The results of new research show the presence of Staphylococcus aureus (S. aureus) on the cell phones of many nursing students.

Researchers collected samples from 100 cell phones of students participating in nursing, biomedicine, pharmacy, dentistry and nutrition courses; 20 cell phones were collected from students in each course. The vast majority of bacteria detected was found on cell phones belonging to students in the nursing courses. Of the bacteria isolated, 85% were resistant to penicillin and half had the ability to adhere to surfaces. 

As noted in a news release about the research, which was conducted at the Western University of São Paulo, Brazil, "Nursing students are very likely to become carriers of S. aureus since clinical practice in hospital settings is part of their coursework and exposure to occupational hazards is inherent to this setting, which could favor the colonization and contamination of the surface of cell devices."  
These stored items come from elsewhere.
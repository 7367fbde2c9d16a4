//! S3 presigned-URL implementation of `LinkSigner`.

use std::time::Duration;

use async_trait::async_trait;
use aws_config::SdkConfig;
use aws_sdk_s3::error::DisplayErrorContext;
use aws_sdk_s3::presigning::PresigningConfig;
use aws_sdk_s3::Client;

use super::LinkSigner;
use crate::error::BlobError;

/// S3-backed implementation of `LinkSigner`.
///
/// Image keys are object keys inside a single bucket. Presigning is a local
/// signing step and does not contact S3.
///
/// # Example
///
/// ```ignore
/// let client = create_s3_client(&sdk_config, None);
/// let signer = S3LinkSigner::new(client, "blog-api-s3-bucket");
/// let url = signer.presign_get("images/cover.png", Duration::from_secs(900)).await?;
/// ```
#[derive(Clone)]
pub struct S3LinkSigner {
    client: Client,
    bucket: String,
}

impl S3LinkSigner {
    /// Create a signer for the given bucket.
    pub fn new(client: Client, bucket: impl Into<String>) -> Self {
        Self {
            client,
            bucket: bucket.into(),
        }
    }

    /// Get the bucket name.
    pub fn bucket(&self) -> &str {
        &self.bucket
    }
}

#[async_trait]
impl LinkSigner for S3LinkSigner {
    async fn presign_get(&self, key: &str, expires_in: Duration) -> Result<String, BlobError> {
        let presigning = PresigningConfig::expires_in(expires_in)
            .map_err(|e| BlobError::InvalidExpiry(e.to_string()))?;

        let request = self
            .client
            .get_object()
            .bucket(&self.bucket)
            .key(key)
            .presigned(presigning)
            .await
            .map_err(|e| BlobError::Presign {
                key: key.to_string(),
                message: DisplayErrorContext(&e).to_string(),
            })?;

        Ok(request.uri().to_string())
    }
}

/// Create an S3 client from the shared SDK configuration.
///
/// Use a custom endpoint for S3-compatible services like MinIO or
/// LocalStack; those need path-style addressing.
pub fn create_s3_client(sdk_config: &SdkConfig, endpoint_url: Option<&str>) -> Client {
    let mut builder = aws_sdk_s3::config::Builder::from(sdk_config);

    if let Some(endpoint) = endpoint_url {
        builder = builder.endpoint_url(endpoint).force_path_style(true);
    }

    Client::from_conf(builder.build())
}
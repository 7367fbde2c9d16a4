//! JSON response envelope.
//!
//! Every response from the API, including errors and 405s, goes through
//! [`json_response`] so it carries the same static CORS and content-type
//! headers.

use axum::body::Body;
use axum::response::{IntoResponse, Response};
use http::header::{
    HeaderMap, HeaderValue, ACCESS_CONTROL_ALLOW_HEADERS, ACCESS_CONTROL_ALLOW_METHODS,
    ACCESS_CONTROL_ALLOW_ORIGIN, CONTENT_TYPE,
};
use http::StatusCode;
use serde::Serialize;
use tracing::error;

/// `Access-Control-Allow-Origin` value.
pub const ALLOW_ORIGIN: &str = "*";

/// `Access-Control-Allow-Headers` value.
pub const ALLOW_HEADERS: &str = "Content-Type, Authorization";

/// `Access-Control-Allow-Methods` value.
pub const ALLOW_METHODS: &str = "GET, POST, PUT, DELETE, OPTIONS";

/// Body sent with status 405.
pub const METHOD_NOT_ALLOWED_MESSAGE: &str = "Method Not Allowed.";

/// Pre-encoded body sent when a payload cannot be serialized.
pub const ENCODE_FAILURE_BODY: &str = r#"{"error":"Failed to encode response body"}"#;

/// JSON error body: `{"error": "<message>"}`.
#[derive(Debug, Serialize)]
pub struct ErrorBody {
    pub error: String,
}

impl ErrorBody {
    pub fn new(message: impl Into<String>) -> Self {
        Self {
            error: message.into(),
        }
    }
}

/// Serialize `body` and wrap it with the static headers.
///
/// A payload that fails to serialize is logged and replaced by a 500 with
/// [`ENCODE_FAILURE_BODY`].
pub fn json_response<T: Serialize + ?Sized>(status: StatusCode, body: &T) -> Response {
    match serde_json::to_vec(body) {
        Ok(bytes) => envelope(status, bytes),
        Err(e) => {
            error!(
                status = status.as_u16(),
                "Failed to encode response body: {}", e
            );
            envelope(
                StatusCode::INTERNAL_SERVER_ERROR,
                ENCODE_FAILURE_BODY.as_bytes().to_vec(),
            )
        }
    }
}

/// Insert the static CORS and content-type headers.
pub fn apply_static_headers(headers: &mut HeaderMap) {
    headers.insert(
        ACCESS_CONTROL_ALLOW_ORIGIN,
        HeaderValue::from_static(ALLOW_ORIGIN),
    );
    headers.insert(
        ACCESS_CONTROL_ALLOW_HEADERS,
        HeaderValue::from_static(ALLOW_HEADERS),
    );
    headers.insert(
        ACCESS_CONTROL_ALLOW_METHODS,
        HeaderValue::from_static(ALLOW_METHODS),
    );
    headers.insert(CONTENT_TYPE, HeaderValue::from_static("application/json"));
}

fn envelope(status: StatusCode, body: Vec<u8>) -> Response {
    let mut response = (status, Body::from(body)).into_response();
    apply_static_headers(response.headers_mut());
    response
}
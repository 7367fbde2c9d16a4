//! Router configuration for the blog posts API.
//!
//! # Route Structure
//!
//! ```text
//! /health          - Health check
//! /posts           - List (GET) and create (POST)
//! /posts/{id}      - Get (GET) and delete (DELETE)
//! ```
//!
//! Both `/posts` routes accept every method. [`Route::resolve`] makes the
//! four-way choice, and everything else is answered with 405.
//!
//! # Example
//!
//! ```ignore
//! use blog_posts_api::server::routes::{create_router, RouterConfig};
//! use blog_posts_api::post::PostService;
//!
//! let service = PostService::new(store, signer);
//! let router = create_router(service, RouterConfig::new());
//!
//! let listener = tokio::net::TcpListener::bind("0.0.0.0:3000").await?;
//! axum::serve(listener, router).await?;
//! ```

use axum::{
    routing::{any, get},
    Router,
};
use http::Method;
use tower_http::trace::TraceLayer;

use super::handlers::{
    collection_handler, fallback_handler, health_handler, item_handler, AppState,
};
use crate::blob::LinkSigner;
use crate::post::PostService;
use crate::store::PostStore;

// =============================================================================
// Route Decision
// =============================================================================

/// The operation selected for a request.
#[derive(Debug, Clone, Copy, PartialEq, Eq)]
pub enum Route<'a> {
    /// `GET` with a non-empty id
    GetById(&'a str),
    /// `GET` without an id
    ListOverview,
    /// `POST`, with or without an id
    Create,
    /// `DELETE`; the id may be missing and is checked by the operation
    Delete(Option<&'a str>),
    /// Any other method
    MethodNotAllowed,
}

impl<'a> Route<'a> {
    /// Pick the operation from the method and the optional `id` path
    /// parameter. No other validation happens here.
    pub fn resolve(method: &Method, id: Option<&'a str>) -> Self {
        match *method {
            Method::GET => match id.filter(|id| !id.is_empty()) {
                Some(id) => Route::GetById(id),
                None => Route::ListOverview,
            },
            Method::POST => Route::Create,
            Method::DELETE => Route::Delete(id),
            _ => Route::MethodNotAllowed,
        }
    }
}

// =============================================================================
// Router Configuration
// =============================================================================

/// Configuration for the HTTP router.
#[derive(Debug, Clone)]
pub struct RouterConfig {
    /// Whether to enable request tracing
    pub enable_tracing: bool,
}

impl RouterConfig {
    /// Create a router configuration with tracing enabled.
    pub fn new() -> Self {
        Self {
            enable_tracing: true,
        }
    }

    /// Enable or disable request tracing.
    pub fn with_tracing(mut self, enabled: bool) -> Self {
        self.enable_tracing = enabled;
        self
    }
}

impl Default for RouterConfig {
    fn default() -> Self {
        Self::new()
    }
}

// =============================================================================
// Router Builder
// =============================================================================

/// Create the application router.
///
/// The same router serves the local HTTP server and the Lambda runtime.
pub fn create_router<S, L>(service: PostService<S, L>, config: RouterConfig) -> Router
where
    S: PostStore + 'static,
    L: LinkSigner + 'static,
{
    let app_state = AppState::new(service);

    let router = Router::new()
        .route("/health", get(health_handler))
        .route("/posts", any(collection_handler::<S, L>))
        .route("/posts/{id}", any(item_handler::<S, L>))
        .fallback(fallback_handler)
        .with_state(app_state);

    if config.enable_tracing {
        router.layer(TraceLayer::new_for_http())
    } else {
        router
    }
}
While cell phones can be helpful tools, this research further shows that they can also contribute to infections when used in healthcare environments without proper disinfection.

Lizziane Kretli, professor at the Western University of São Paulo, said, in the release, "The widespread use of cell devices in hospitals and healthcare settings has raised major concerns about nosocomial infections, especially in areas requiring the highest standards of hygiene, such as the operating room."

The research was presented at ASM Microbe, the annual meeting of the American Society for Microbiology.